Je me mets dans l’ambiance!

D’abord je crée de nouvelles playlists tous styles mélangés pour chanter à tue tête, isolée dans ma voiture ou assourdie par le son de la douche, et déambuler en dandinant dans mon salon. Je révise ainsi le kit du kif : le portugais et les pas de base.

Deezer Braziou

La playlist sur you tube

J’augmente les doses littéraires en piochant dans mes provisions toujours renouvelées de romans, et butine ça et là, entre un roman historique, un document, un classique littéraire, disséminés dans l’appartement et les sacs.

Je m’esclaffe avec les sketchs des Portas dos fundos, la Web TV innovante d’humoristes talentueux, qui n’hésitent pas à taper là où ça fait mal (regardez par exemple ce sketch sous titré en français )

Je passe quelques soirées délicieuses à m’évader en regardant les films à succès en V.O. sur YouTube : image et son pourris, bien sûr je ne comprends pas tout, mais j’avoue, c’est un plaisir solitaire qui vaut bien 10 leçons Assimil!

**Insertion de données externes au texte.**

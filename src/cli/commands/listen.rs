//! Listen command implementation
//!
//! Reads upload notifications (one JSON object per line) from stdin or a file
//! and runs a reconciliation each time a group receives its second file.

use super::{load_or_default, reconcile, EXIT_CONFIG, EXIT_INTERRUPTED, EXIT_OK};
use crate::adapters::storage::create_object_store;
use crate::adapters::trigger::{NotificationEvent, UploadTracker};
use crate::core::reconcile::ComparisonJob;
use clap::Args;
use std::path::PathBuf;
use tokio::io::{AsyncBufReadExt, AsyncRead, BufReader};
use tokio::sync::watch;

/// Arguments for the listen command
#[derive(Args, Debug, Default)]
pub struct ListenArgs {
    /// Read notifications from this file instead of stdin
    #[arg(long, value_name = "FILE")]
    pub events: Option<PathBuf>,

    /// Bucket for notifications that do not name one (overrides [trigger])
    #[arg(long)]
    pub bucket: Option<String>,

    /// Compute summaries without writing reports
    #[arg(long)]
    pub no_persist: bool,
}

impl ListenArgs {
    /// Execute the listen command
    pub async fn execute(
        &self,
        config_path: &str,
        shutdown_signal: watch::Receiver<bool>,
    ) -> anyhow::Result<i32> {
        let mut config = match load_or_default(config_path) {
            Ok(c) => c,
            Err(e) => {
                eprintln!("❌ {e}");
                return Ok(EXIT_CONFIG);
            }
        };
        if let Some(bucket) = &self.bucket {
            config.trigger.bucket = bucket.clone();
        }

        let store = match create_object_store(&config.storage) {
            Ok(store) => store,
            Err(e) => {
                eprintln!("❌ {e}");
                return Ok(EXIT_CONFIG);
            }
        };

        let input: Box<dyn AsyncRead + Unpin + Send> = match &self.events {
            Some(path) => Box::new(tokio::fs::File::open(path).await?),
            None => Box::new(tokio::io::stdin()),
        };
        let mut lines = BufReader::new(input).lines();
        let mut tracker = UploadTracker::new(config.trigger.bucket.clone());
        let mut shutdown = shutdown_signal.clone();
        let mut exit_code = EXIT_OK;

        tracing::info!(bucket = %config.trigger.bucket, "Listening for upload notifications");

        loop {
            let line = tokio::select! {
                line = lines.next_line() => line?,
                Ok(()) = shutdown.changed() => {
                    tracing::info!("Shutdown signal received; no longer listening");
                    return Ok(EXIT_INTERRUPTED);
                }
            };
            let Some(line) = line else {
                break;
            };

            let event = match NotificationEvent::parse_line(&line) {
                Ok(Some(event)) => event,
                Ok(None) => continue,
                Err(e) => {
                    tracing::warn!(error = %e, "Ignoring notification");
                    continue;
                }
            };

            let pair = match tracker.record(&event) {
                Ok(Some(pair)) => pair,
                Ok(None) => continue,
                Err(e) => {
                    tracing::warn!(name = %event.name, error = %e, "Ignoring notification");
                    continue;
                }
            };

            let job = ComparisonJob::with_engine(pair.source, pair.target, &config.engine)?;
            println!("🚀 Group {} complete: {} against {}", pair.group, job.source(), job.target());

            let code = reconcile(
                &config,
                store.clone(),
                &job,
                shutdown_signal.clone(),
                !self.no_persist,
                false,
            )
            .await?;
            if code == EXIT_INTERRUPTED {
                return Ok(code);
            }
            exit_code = exit_code.max(code);
        }

        if tracker.pending_groups() > 0 {
            tracing::warn!(
                pending = tracker.pending_groups(),
                "Notification feed ended with incomplete groups"
            );
        }
        Ok(exit_code)
    }
}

Et c’est comme ça que peu à peu l’itinéraire se dessine. Les envies de Brésil remontent à la surface comme les bulles du Guarana (le soda le plus populaire au Brésil) . Dans mon hamac imaginaire, je me rêve entrain de :

  • Retrouver la démesure époustouflante de la nature brésilienne en retournant admirer les exceptionnelles chutes d’eau d’Iguaçu… le coeur pincé par ce qui se passe en Amazonie avec le génocide de Guarani-Kaiowa et la déforestation accélérée dans l’indifférence politique mondiale. (Pour en savoir plus, l’article du National Géographic.)
  • Séjourner dans une ancienne maison coloniale et m’endormir bercée d’histoires de chercheurs d’or dans le Minas Gerais
  • Dénicher des petits coins sauvages et enchanteurs à une paire d’heures de bus de Rio, loin du bling bling de Buzios, le Saint-Tropez local (un peu comme j’ai trouvé mon petit paradis près de Deauville!)
  • Faire salon sur la plage d’Ipanema avec les copains brésiliens et mater les standards de la beauté locale : cuissots musclés, seins refaits, fesses remontées, tiens, qui est canon cette année?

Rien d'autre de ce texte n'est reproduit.